Stored items:
===

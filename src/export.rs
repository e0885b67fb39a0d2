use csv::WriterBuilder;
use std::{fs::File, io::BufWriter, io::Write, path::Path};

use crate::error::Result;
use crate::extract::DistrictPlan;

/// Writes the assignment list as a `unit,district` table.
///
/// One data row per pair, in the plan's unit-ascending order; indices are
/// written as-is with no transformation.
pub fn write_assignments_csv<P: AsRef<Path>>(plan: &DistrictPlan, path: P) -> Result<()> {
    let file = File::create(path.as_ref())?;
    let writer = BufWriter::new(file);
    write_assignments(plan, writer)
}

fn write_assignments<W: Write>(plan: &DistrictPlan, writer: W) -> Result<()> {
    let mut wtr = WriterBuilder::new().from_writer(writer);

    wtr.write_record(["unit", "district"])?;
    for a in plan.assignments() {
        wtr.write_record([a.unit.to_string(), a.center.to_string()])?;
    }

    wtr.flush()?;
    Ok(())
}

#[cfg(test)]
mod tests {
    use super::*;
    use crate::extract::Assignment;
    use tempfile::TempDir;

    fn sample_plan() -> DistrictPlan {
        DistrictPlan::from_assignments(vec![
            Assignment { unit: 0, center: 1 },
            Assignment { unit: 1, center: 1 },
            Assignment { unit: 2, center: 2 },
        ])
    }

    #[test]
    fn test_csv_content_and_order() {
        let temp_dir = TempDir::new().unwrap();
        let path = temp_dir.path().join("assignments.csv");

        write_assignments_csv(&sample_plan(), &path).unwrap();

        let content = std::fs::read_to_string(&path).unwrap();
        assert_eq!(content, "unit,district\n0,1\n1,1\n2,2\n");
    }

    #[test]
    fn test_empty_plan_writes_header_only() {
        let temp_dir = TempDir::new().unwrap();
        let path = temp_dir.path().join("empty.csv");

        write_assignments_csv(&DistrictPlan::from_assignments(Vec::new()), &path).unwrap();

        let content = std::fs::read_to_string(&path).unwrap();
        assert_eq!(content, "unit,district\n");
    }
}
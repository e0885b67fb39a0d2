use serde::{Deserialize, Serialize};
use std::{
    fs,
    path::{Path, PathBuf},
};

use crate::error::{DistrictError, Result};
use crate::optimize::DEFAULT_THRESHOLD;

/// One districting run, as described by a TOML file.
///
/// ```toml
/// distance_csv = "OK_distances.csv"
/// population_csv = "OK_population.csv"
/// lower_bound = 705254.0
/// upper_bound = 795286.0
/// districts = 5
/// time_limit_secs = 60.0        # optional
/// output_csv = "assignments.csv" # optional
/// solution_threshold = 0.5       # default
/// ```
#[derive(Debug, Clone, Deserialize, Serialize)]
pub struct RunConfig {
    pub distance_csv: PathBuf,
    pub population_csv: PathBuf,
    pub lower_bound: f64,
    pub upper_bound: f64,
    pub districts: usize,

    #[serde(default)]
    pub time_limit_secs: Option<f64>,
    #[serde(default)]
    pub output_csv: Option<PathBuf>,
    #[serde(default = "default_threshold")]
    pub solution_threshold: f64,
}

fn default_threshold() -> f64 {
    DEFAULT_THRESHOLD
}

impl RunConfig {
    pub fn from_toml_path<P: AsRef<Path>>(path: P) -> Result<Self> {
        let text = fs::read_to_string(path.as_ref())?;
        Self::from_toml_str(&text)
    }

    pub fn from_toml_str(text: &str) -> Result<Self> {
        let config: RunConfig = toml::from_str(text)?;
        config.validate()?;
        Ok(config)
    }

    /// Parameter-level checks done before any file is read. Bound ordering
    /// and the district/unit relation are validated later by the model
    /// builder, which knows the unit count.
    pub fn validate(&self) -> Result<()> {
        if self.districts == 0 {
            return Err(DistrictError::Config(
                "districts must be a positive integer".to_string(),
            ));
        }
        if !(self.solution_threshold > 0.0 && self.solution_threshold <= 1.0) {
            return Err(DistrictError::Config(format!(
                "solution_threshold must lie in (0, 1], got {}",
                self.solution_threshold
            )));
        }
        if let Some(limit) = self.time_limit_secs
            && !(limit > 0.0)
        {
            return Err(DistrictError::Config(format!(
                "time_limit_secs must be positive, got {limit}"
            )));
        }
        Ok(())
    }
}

===

Task prompt:
Return every line of the data unchanged.

Answer to the problem:
filename src/export.rs
repository e0885b67fb39a0d2
use csv::WriterBuilder;
use std::{fs::File, io::BufWriter, io::Write, path::Path};

use crate::error::Result;
use crate::extract::DistrictPlan;

/// Writes the assignment list as a `unit,district` table.
///
/// One data row per pair, in the plan's unit-ascending order; indices are
/// written as-is with no transformation.
pub fn write_assignments_csv<P: AsRef<Path>>(plan: &DistrictPlan, path: P) -> Result<()> {
    let file = File::create(path.as_ref())?;
    let writer = BufWriter::new(file);
    write_assignments(plan, writer)
}

fn write_assignments<W: Write>(plan: &DistrictPlan, writer: W) -> Result<()> {
    let mut wtr = WriterBuilder::new().from_writer(writer);

    wtr.write_record(["unit", "district"])?;
    for a in plan.assignments() {
        wtr.write_record([a.unit.to_string(), a.center.to_string()])?;
    }

    wtr.flush()?;
    Ok(())
}

#[cfg(test)]
mod tests {
    use super::*;
    use crate::extract::Assignment;
    use tempfile::TempDir;

    fn sample_plan() -> DistrictPlan {
        DistrictPlan::from_assignments(vec![
            Assignment { unit: 0, center: 1 },
            Assignment { unit: 1, center: 1 },
            Assignment { unit: 2, center: 2 },
        ])
    }

    #[test]
    fn test_csv_content_and_order() {
        let temp_dir = TempDir::new().unwrap();
        let path = temp_dir.path().join("assignments.csv");

        write_assignments_csv(&sample_plan(), &path).unwrap();

        let content = std::fs::read_to_string(&path).unwrap();
        assert_eq!(content, "unit,district\n0,1\n1,1\n2,2\n");
    }

    #[test]
    fn test_empty_plan_writes_header_only() {
        let temp_dir = TempDir::new().unwrap();
        let path = temp_dir.path().join("empty.csv");

        write_assignments_csv(&DistrictPlan::from_assignments(Vec::new()), &path).unwrap();

        let content = std::fs::read_to_string(&path).unwrap();
        assert_eq!(content, "unit,district\n");
    }
}
repository e0885b67fb39a0d2
use serde::{Deserialize, Serialize};
use std::{
    fs,
    path::{Path, PathBuf},
};

use crate::error::{DistrictError, Result};
use crate::optimize::DEFAULT_THRESHOLD;

/// One districting run, as described by a TOML file.
///
/// ```toml
/// distance_csv = "OK_distances.csv"
/// population_csv = "OK_population.csv"
/// lower_bound = 705254.0
/// upper_bound = 795286.0
/// districts = 5
/// time_limit_secs = 60.0        # optional
/// output_csv = "assignments.csv" # optional
/// solution_threshold = 0.5       # default
/// ```
#[derive(Debug, Clone, Deserialize, Serialize)]
pub struct RunConfig {
    pub distance_csv: PathBuf,
    pub population_csv: PathBuf,
    pub lower_bound: f64,
    pub upper_bound: f64,
    pub districts: usize,

    #[serde(default)]
    pub time_limit_secs: Option<f64>,
    #[serde(default)]
    pub output_csv: Option<PathBuf>,
    #[serde(default = "default_threshold")]
    pub solution_threshold: f64,
}

fn default_threshold() -> f64 {
    DEFAULT_THRESHOLD
}

impl RunConfig {
    pub fn from_toml_path<P: AsRef<Path>>(path: P) -> Result<Self> {
        let text = fs::read_to_string(path.as_ref())?;
        Self::from_toml_str(&text)
    }

    pub fn from_toml_str(text: &str) -> Result<Self> {
        let config: RunConfig = toml::from_str(text)?;
        config.validate()?;
        Ok(config)
    }

    /// Parameter-level checks done before any file is read. Bound ordering
    /// and the district/unit relation are validated later by the model
    /// builder, which knows the unit count.
    pub fn validate(&self) -> Result<()> {
        if self.districts == 0 {
            return Err(DistrictError::Config(
                "districts must be a positive integer".to_string(),
            ));
        }
        if !(self.solution_threshold > 0.0 && self.solution_threshold <= 1.0) {
            return Err(DistrictError::Config(format!(
                "solution_threshold must lie in (0, 1], got {}",
                self.solution_threshold
            )));
        }
        if let Some(limit) = self.time_limit_secs
            && !(limit > 0.0)
        {
            return Err(DistrictError::Config(format!(
                "time_limit_secs must be positive, got {limit}"
            )));
        }
        Ok(())
    }
}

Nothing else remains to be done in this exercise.